Squid Game, El Salvador, and Crypto as Legal Tender
· Jerwin Arnado
Archive note: this is a backdated post, written years later while rebuilding this site. It’s dated to the moment it covers, but the hindsight is real.
September produced two stories that don’t seem related until you look twice.
On September 7, El Salvador became the first country to make Bitcoin legal tender — government wallet, $30 airdrop per citizen, businesses required to accept it. Launch day featured the Chivo app buckling, BTC dropping double digits, and street protests. On September 17, Netflix released Squid Game, a Korean drama about 456 debt-crushed people playing children’s games for money while the rich watch. It’s on pace to become the biggest series launch Netflix has ever had, and the tracksuits will be at every Halloween party on the planet.
One is monetary policy, one is television. Both are about the same thing: what people will accept when the normal economy has already failed them.
Why Squid Game hit this hard
Korean media has been building to this global moment for years — Parasite took the Oscar in 2020 — but Squid Game’s timing is surgical. After eighteen months of pandemic precarity, a show where ordinary people (a laid-off worker, a migrant laborer, a failed fund manager) gamble their lives because ordinary life was already unsurvivable doesn’t play as dystopian fantasy. It plays as exaggeration of the news.
The detail everyone quotes: the players are shown the door. They vote to leave. Then they look at their actual lives — debt collectors, sick parents, no prospects — and come back voluntarily. The horror isn’t the games. It’s that the games are competitive with reality.
Why El Salvador rhymes
Strip the crypto-twitter noise and El Salvador’s bet is a desperation story too: a heavily remittance-dependent economy (sound familiar?) where fees eat workers’ transfers, a population largely unbanked, betting national monetary policy on volatile software because the conventional path wasn’t working. Maybe it’s visionary. Maybe it’s the president gambling the treasury with the confidence of the guy posting green candles in the group chat. Honestly, the launch-day price dip already gave citizens their first lesson in what “volatile” means when it’s your salary.
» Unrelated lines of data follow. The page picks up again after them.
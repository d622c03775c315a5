// Registry Reconciliation & Scoring Engine - Core Library
// Exposes all modules for use in CLI, API server, and tests

pub mod config;      // Tunable constants (TOML)
pub mod consistency; // Override vs live data checks (W1-W4)
pub mod db;          // SQLite storage: dataset versions, scores, events
pub mod error;
pub mod export;      // Table / JSON / CSV output
pub mod import;      // CSV loaders
pub mod index;       // Natural-key joins across dataset versions
pub mod missing;     // Unscored pair discovery
pub mod model;
pub mod normalize;   // Address normalizer
pub mod reconcile;   // Override reconciler
pub mod scheduler;   // Lazy batched scoring
pub mod scoring;     // Similarity scorer

// Re-export commonly used types
pub use config::{ReconConfig, SchedulerConfig, ScoringConfig, Thresholds};
pub use consistency::{check_consistency, check_records, snapshot_changes};
pub use db::{
    Event, ScoreRun,
    open_database, setup_database,
    import_entities, import_results, import_overrides,
    load_entities, load_results, load_overrides, load_scores,
    get_dataset, resolve_dataset, list_datasets,
    insert_event, get_events_for_subject,
};
pub use error::{ReconError, Result};
pub use export::{OutputFormat, ReconSummary};
pub use missing::find_missing;
pub use model::{
    Address, Candidate, DatasetId, DatasetKind, DatasetVersion,
    Entity, EntityInput, RegistryResult, ResultInput, ResultStatus,
    MatchScore, Scores,
    OverrideInput, OverrideRecord, OverrideSnapshot, OverrideType,
    ReconciledRow, StatusBucket, Warning, WarningCode, Severity, FieldChange,
};
pub use normalize::{normalize_address, NormalizedAddress};
pub use reconcile::{reconcile, Reconciler};
pub use scheduler::{compute_scores, ensure_scored, ScoreRunStats, ScoringScheduler};
pub use scoring::{classify, ScoreBreakdown, SimilarityScorer};

/// Library version
pub const VERSION: &str = env!("CARGO_PKG_VERSION");
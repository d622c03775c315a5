// 📤 Export - Reconciled rows and warnings as table, JSON or CSV

use crate::error::Result;
use crate::model::{ReconciledRow, StatusBucket, Warning};
use serde::{Deserialize, Serialize};
use std::fmt::Write as _;
use std::io::Write;
use std::str::FromStr;

#[derive(Debug, Clone, Copy, PartialEq, Eq, Default, Serialize, Deserialize)]
#[serde(rename_all = "lowercase")]
pub enum OutputFormat {
    #[default]
    Table,
    Json,
    Csv,
}

impl FromStr for OutputFormat {
    type Err = String;

    fn from_str(s: &str) -> std::result::Result<Self, Self::Err> {
        match s.trim().to_lowercase().as_str() {
            "table" => Ok(OutputFormat::Table),
            "json" => Ok(OutputFormat::Json),
            "csv" => Ok(OutputFormat::Csv),
            other => Err(format!("unknown output format: {}", other)),
        }
    }
}

// ============================================================================
// SUMMARY
// ============================================================================

#[derive(Debug, Clone, Default, PartialEq, Serialize, Deserialize)]
pub struct ReconSummary {
    pub total: usize,
    pub matched: usize,
    pub weak_match: usize,
    pub no_match: usize,
    pub no_data: usize,
    pub overridden: usize,
    pub with_warnings: usize,
}

impl ReconSummary {
    pub fn of(rows: &[ReconciledRow]) -> Self {
        let mut summary = ReconSummary {
            total: rows.len(),
            ..Default::default()
        };

        for row in rows {
            match row.status {
                StatusBucket::Match => summary.matched += 1,
                StatusBucket::WeakMatch => summary.weak_match += 1,
                StatusBucket::NoMatch => summary.no_match += 1,
                StatusBucket::NoData => summary.no_data += 1,
            }
            if row.applied_override.is_some() {
                summary.overridden += 1;
            }
            if !row.warnings.is_empty() {
                summary.with_warnings += 1;
            }
        }

        summary
    }

    pub fn line(&self) -> String {
        format!(
            "{} rows: {} match, {} weak match, {} no match, {} no data ({} overridden, {} with warnings)",
            self.total,
            self.matched,
            self.weak_match,
            self.no_match,
            self.no_data,
            self.overridden,
            self.with_warnings
        )
    }
}

// ============================================================================
// RECONCILED ROWS
// ============================================================================

/// Flat CSV shape of a reconciled row
#[derive(Debug, Serialize)]
struct RowRecord<'a> {
    entity_id: i64,
    entity_name: &'a str,
    jurisdiction: &'a str,
    status: &'static str,
    score: Option<f64>,
    result_id: Option<i64>,
    license_number: Option<&'a str>,
    license_status: Option<&'a str>,
    business_name: Option<&'a str>,
    candidates: usize,
    searched: bool,
    override_type: Option<&'static str>,
    override_id: Option<i64>,
    warnings: String,
}

impl<'a> RowRecord<'a> {
    fn from_row(row: &'a ReconciledRow) -> Self {
        let selected = row.selected().map(|c| &c.result);
        RowRecord {
            entity_id: row.entity_id,
            entity_name: &row.entity_name,
            jurisdiction: &row.jurisdiction,
            status: row.status.as_str(),
            score: row.score,
            result_id: row.selected_result_id,
            license_number: selected.and_then(|r| r.license_number.as_deref()),
            license_status: selected.and_then(|r| r.license_status.as_deref()),
            business_name: selected.and_then(|r| r.business_name.as_deref()),
            candidates: row.candidates.len(),
            searched: row.searched,
            override_type: row.applied_override.as_ref().map(|o| o.override_type.as_str()),
            override_id: row.applied_override.as_ref().map(|o| o.override_id),
            warnings: warning_codes(&row.warnings),
        }
    }
}

pub fn write_rows<W: Write>(rows: &[ReconciledRow], format: OutputFormat, out: &mut W) -> Result<()> {
    match format {
        OutputFormat::Json => {
            serde_json::to_writer_pretty(&mut *out, rows)?;
            writeln!(out)?;
        }
        OutputFormat::Csv => {
            let mut writer = csv::Writer::from_writer(out);
            for row in rows {
                writer.serialize(RowRecord::from_row(row))?;
            }
            writer.flush()?;
        }
        OutputFormat::Table => {
            out.write_all(rows_table(rows).as_bytes())?;
        }
    }
    Ok(())
}

pub fn rows_table(rows: &[ReconciledRow]) -> String {
    let mut table = String::new();
    let _ = writeln!(
        table,
        "{:<32} {:<4} {:<11} {:>7}  {:<14} {:<9} {}",
        "ENTITY", "JUR", "STATUS", "SCORE", "LICENSE", "OVERRIDE", "WARNINGS"
    );

    for row in rows {
        let record = RowRecord::from_row(row);
        let _ = writeln!(
            table,
            "{:<32} {:<4} {:<11} {:>7}  {:<14} {:<9} {}",
            truncate(record.entity_name, 32),
            record.jurisdiction,
            record.status,
            record.score.map(|s| format!("{:.2}", s)).unwrap_or_else(|| "-".to_string()),
            truncate(record.license_number.unwrap_or("-"), 14),
            record.override_type.unwrap_or("-"),
            record.warnings,
        );
    }

    let _ = writeln!(table, "\n{}", ReconSummary::of(rows).line());
    table
}

// ============================================================================
// WARNINGS
// ============================================================================

#[derive(Debug, Serialize)]
struct WarningRecord<'a> {
    code: &'static str,
    severity: &'static str,
    entity_name: &'a str,
    jurisdiction: &'a str,
    license_number: Option<&'a str>,
    override_id: i64,
    message: &'a str,
    changes: String,
}

pub fn write_warnings<W: Write>(warnings: &[Warning], format: OutputFormat, out: &mut W) -> Result<()> {
    match format {
        OutputFormat::Json => {
            serde_json::to_writer_pretty(&mut *out, warnings)?;
            writeln!(out)?;
        }
        OutputFormat::Csv => {
            let mut writer = csv::Writer::from_writer(out);
            for w in warnings {
                writer.serialize(WarningRecord {
                    code: w.code.code(),
                    severity: w.severity.as_str(),
                    entity_name: &w.entity_name,
                    jurisdiction: &w.jurisdiction,
                    license_number: w.license_number.as_deref(),
                    override_id: w.override_id,
                    message: &w.message,
                    changes: describe_changes(w),
                })?;
            }
            writer.flush()?;
        }
        OutputFormat::Table => {
            out.write_all(warnings_table(warnings).as_bytes())?;
        }
    }
    Ok(())
}

pub fn warnings_table(warnings: &[Warning]) -> String {
    if warnings.is_empty() {
        return "No consistency warnings\n".to_string();
    }

    let mut table = String::new();
    for w in warnings {
        let _ = writeln!(
            table,
            "[{}] {:<7} {} / {}: {}",
            w.code.code(),
            w.severity.as_str(),
            w.entity_name,
            w.jurisdiction,
            w.message
        );
        for change in &w.changes {
            let _ = writeln!(
                table,
                "          {}: {} -> {}",
                change.field,
                change.old,
                change.new.as_deref().unwrap_or("(absent)")
            );
        }
    }
    let _ = writeln!(table, "\n{} warning(s)", warnings.len());
    table
}

// ============================================================================
// HELPERS
// ============================================================================

fn warning_codes(warnings: &[Warning]) -> String {
    warnings.iter().map(|w| w.code.code()).collect::<Vec<_>>().join(";")
}

fn describe_changes(w: &Warning) -> String {
    w.changes
        .iter()
        .map(|c| format!("{}: {} -> {}", c.field, c.old, c.new.as_deref().unwrap_or("")))
        .collect::<Vec<_>>()
        .join("; ")
}

fn truncate(value: &str, width: usize) -> String {
    if value.chars().count() <= width {
        value.to_string()
    } else {
        let mut cut: String = value.chars().take(width.saturating_sub(1)).collect();
        cut.push('…');
        cut
    }
}

#[cfg(test)]
mod tests {
    use super::*;
    use crate::model::{
        Address, AppliedOverride, Candidate, DatasetId, FieldChange, OverrideType, RegistryResult, ResultStatus,
        Scores, Severity, WarningCode,
    };
    use chrono::Utc;

    fn create_test_row(status: StatusBucket, score: Option<f64>) -> ReconciledRow {
        let result = RegistryResult {
            id: 10,
            dataset_id: DatasetId(2),
            search_name: "Acme Rx".to_string(),
            jurisdiction: "FL".to_string(),
            license_number: Some("PH123".to_string()),
            license_type: None,
            license_status: Some("Active".to_string()),
            issue_date: None,
            expiration_date: None,
            business_name: Some("ACME RX LLC".to_string()),
            address: Address::default(),
            status: ResultStatus::Found,
            timestamp: Utc::now(),
        };
        ReconciledRow {
            entity_id: 1,
            entity_name: "Acme Rx".to_string(),
            jurisdiction: "FL".to_string(),
            status,
            score,
            selected_result_id: Some(10),
            candidates: vec![Candidate {
                result,
                scores: score.map(|s| Scores {
                    overall: s,
                    street: s,
                    locality: s,
                }),
            }],
            applied_override: None,
            searched: true,
            warnings: Vec::new(),
        }
    }

    fn create_test_warning() -> Warning {
        Warning {
            code: WarningCode::SnapshotDrift,
            severity: Severity::Warning,
            entity_name: "Acme Rx".to_string(),
            jurisdiction: "FL".to_string(),
            license_number: Some("PH123".to_string()),
            override_id: 3,
            message: "license PH123 changed since review: license_status".to_string(),
            changes: vec![FieldChange {
                field: "license_status".to_string(),
                old: "Active".to_string(),
                new: Some("Expired".to_string()),
            }],
        }
    }

    #[test]
    fn test_summary_counts() {
        let mut overridden = create_test_row(StatusBucket::NoData, None);
        overridden.applied_override = Some(AppliedOverride {
            override_id: 1,
            override_type: OverrideType::Empty,
            license_number: None,
            reason: None,
            author: None,
            matched_result_id: None,
        });
        let rows = vec![
            create_test_row(StatusBucket::Match, Some(95.0)),
            create_test_row(StatusBucket::WeakMatch, Some(70.0)),
            overridden,
        ];

        let summary = ReconSummary::of(&rows);
        assert_eq!(summary.total, 3);
        assert_eq!(summary.matched, 1);
        assert_eq!(summary.weak_match, 1);
        assert_eq!(summary.no_data, 1);
        assert_eq!(summary.overridden, 1);
    }

    #[test]
    fn test_rows_csv() {
        let rows = vec![create_test_row(StatusBucket::Match, Some(95.5))];
        let mut out = Vec::new();
        write_rows(&rows, OutputFormat::Csv, &mut out).unwrap();

        let text = String::from_utf8(out).unwrap();
        let mut lines = text.lines();
        assert!(lines.next().unwrap().starts_with("entity_id,entity_name,jurisdiction,status,score"));
        assert_eq!(
            lines.next().unwrap(),
            "1,Acme Rx,FL,match,95.5,10,PH123,Active,ACME RX LLC,1,true,,,"
        );
    }

    #[test]
    fn test_rows_json_roundtrips_status() {
        let rows = vec![create_test_row(StatusBucket::WeakMatch, Some(70.0))];
        let mut out = Vec::new();
        write_rows(&rows, OutputFormat::Json, &mut out).unwrap();

        let value: serde_json::Value = serde_json::from_slice(&out).unwrap();
        assert_eq!(value[0]["status"], "weak_match");
        assert_eq!(value[0]["score"], 70.0);
    }

    #[test]
    fn test_warnings_table_lists_changes() {
        let table = warnings_table(&[create_test_warning()]);
        assert!(table.contains("[W3]"));
        assert!(table.contains("license_status: Active -> Expired"));
        assert!(table.contains("1 warning(s)"));
    }

    #[test]
    fn test_warnings_csv() {
        let mut out = Vec::new();
        write_warnings(&[create_test_warning()], OutputFormat::Csv, &mut out).unwrap();

        let text = String::from_utf8(out).unwrap();
        assert!(text.contains("W3,warning,Acme Rx,FL,PH123,3,"));
        assert!(text.contains("license_status: Active -> Expired"));
    }

    #[test]
    fn test_output_format_parse() {
        assert_eq!("JSON".parse::<OutputFormat>(), Ok(OutputFormat::Json));
        assert!("xml".parse::<OutputFormat>().is_err());
    }
}
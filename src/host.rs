//! Services only the host application can provide, reached through traits.

mod reference;

use image::RgbaImage;
use tracing::debug;

use crate::scene::{ImageId, Mesh, Modifier, ObjectId, Scene, SceneError};

pub use reference::{PassthroughEvaluator, UvSplatRenderer};

#[derive(Debug, Clone, PartialEq, Eq, thiserror::Error)]
pub enum ModifierError {
	#[error("Modifier {modifier:?} of type {type_name} cannot be applied")]
	Unsupported { modifier: String, type_name: String },
	#[error("Modifier {modifier:?} failed to evaluate: {msg}")]
	Evaluation { modifier: String, msg: String },
}

/// Evaluates procedural modifiers.
pub trait ModifierEvaluator {
	/// Re-evaluates every object's procedural geometry against the current scene state.
	///
	/// Ref impl: a dependency graph update.
	fn update(&mut self, scene: &Scene);

	/// Geometry the object's mesh would have with `modifier` applied on top of it.
	fn apply(&mut self, scene: &Scene, object: ObjectId, modifier: &Modifier) -> Result<Mesh, ModifierError>;
}

#[derive(Debug, Clone, PartialEq, Eq, thiserror::Error)]
pub enum ApplyModifierError {
	#[error(transparent)]
	Scene(#[from] SceneError),
	#[error("Object {object:?} has no modifier {modifier:?}")]
	NoSuchModifier { object: String, modifier: String },
	#[error("Object {0:?} is not a mesh")]
	NotMesh(String),
	#[error("Mesh data of {object:?} is used by {users} objects")]
	MultiUserData { object: String, users: usize },
	#[error(transparent)]
	Evaluation(#[from] ModifierError),
}

/// Destructively applies the named modifier: the evaluated geometry replaces the object's mesh data,
/// which keeps its name, and the modifier leaves the stack.
pub fn apply_modifier(
	scene: &mut Scene,
	evaluator: &mut dyn ModifierEvaluator,
	object: ObjectId,
	name: &str,
) -> Result<(), ApplyModifierError> {
	let obj = scene.object(object)?;
	let mesh_id = obj.mesh().ok_or_else(|| ApplyModifierError::NotMesh(obj.name.clone()))?;
	let modifier = obj.modifier(name).ok_or_else(|| ApplyModifierError::NoSuchModifier {
		object: obj.name.clone(),
		modifier: name.to_owned(),
	})?;

	let users = scene.mesh_users(mesh_id);
	if users > 1 {
		return Err(ApplyModifierError::MultiUserData {
			object: obj.name.clone(),
			users,
		});
	}

	let mut evaluated = evaluator.apply(scene, object, modifier)?;

	let mesh = scene.mesh_mut(mesh_id)?;
	evaluated.name = std::mem::take(&mut mesh.name);
	*mesh = evaluated;

	let obj = scene.object_mut(object)?;
	obj.modifiers.retain(|m| m.name != name);
	debug!("Applied modifier {name:?} on {:?}", obj.name);
	Ok(())
}

#[derive(Debug, Clone, Copy, PartialEq, Eq, Default)]
pub enum BakePass {
	#[default]
	Diffuse,
}

/// Light contributions a bake pass records.
#[derive(Debug, Clone, Copy, PartialEq, Eq, Default)]
pub enum PassFilter {
	/// Surface colour only, without lighting.
	#[default]
	Color,
	Direct,
	Indirect,
}

#[derive(Debug, Clone, PartialEq, Eq)]
pub struct BakeSettings {
	pub pass: BakePass,
	pub filter: PassFilter,
	/// Pixels the result is extended past UV island borders.
	pub margin: u32,
	/// Clear the target before baking.
	pub use_clear: bool,
	pub samples: u32,
}

impl Default for BakeSettings {
	fn default() -> Self {
		Self {
			pass: BakePass::Diffuse,
			filter: PassFilter::Color,
			margin: 2,
			use_clear: true,
			samples: 1,
		}
	}
}

#[derive(Debug, Clone, PartialEq, Eq, thiserror::Error)]
pub enum RenderError {
	#[error(transparent)]
	Scene(#[from] SceneError),
	#[error("Object {0:?} has no material to bake")]
	NoMaterial(String),
	#[error("Material {0:?} has no active image node to bake into")]
	NoActiveImageNode(String),
	#[error("Mesh {0:?} has no active UV layer")]
	NoActiveUv(String),
	#[error("Bake failed: {0}")]
	Failed(String),
}

/// Renders bake passes.
pub trait BakeRenderer {
	/// Bakes the object's surface into the pixels of `target`, which must be the image of the
	/// active image node of the object's material. The active UV layer maps the surface to the image.
	///
	/// Ref impl: a Cycles bake.
	fn bake(
		&mut self,
		scene: &Scene,
		object: ObjectId,
		target: ImageId,
		settings: &BakeSettings,
	) -> Result<RgbaImage, RenderError>;
}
The Philippines watches this with more than curiosity. We’re one of the world’s top remittance economies; OFW transfer fees are a real tax on real families; and our own play-to-earn experiment has already proven Filipinos will adopt strange new economic rails fast when the old ones underdeliver. Whatever happens in El Salvador is a preview of arguments coming to our own policy table.
The common thread
Squid Game’s villains film the desperation for entertainment. Crypto’s worst actors monetize it through leverage and exit liquidity. But in both stories, the people opting in aren’t stupid — they’re unserved. They looked at the legitimate options and found them rigged or empty.
That’s the part worth sitting with, beyond the memes and the candlesticks: every strange thing people flocked to this year — P2E grinding, meme stocks, national Bitcoin experiments — is a referendum on the systems that were supposed to serve them. Fix the underlying scoreboard, and the desperate games lose players.
Until then: gganbu, and mind your debt.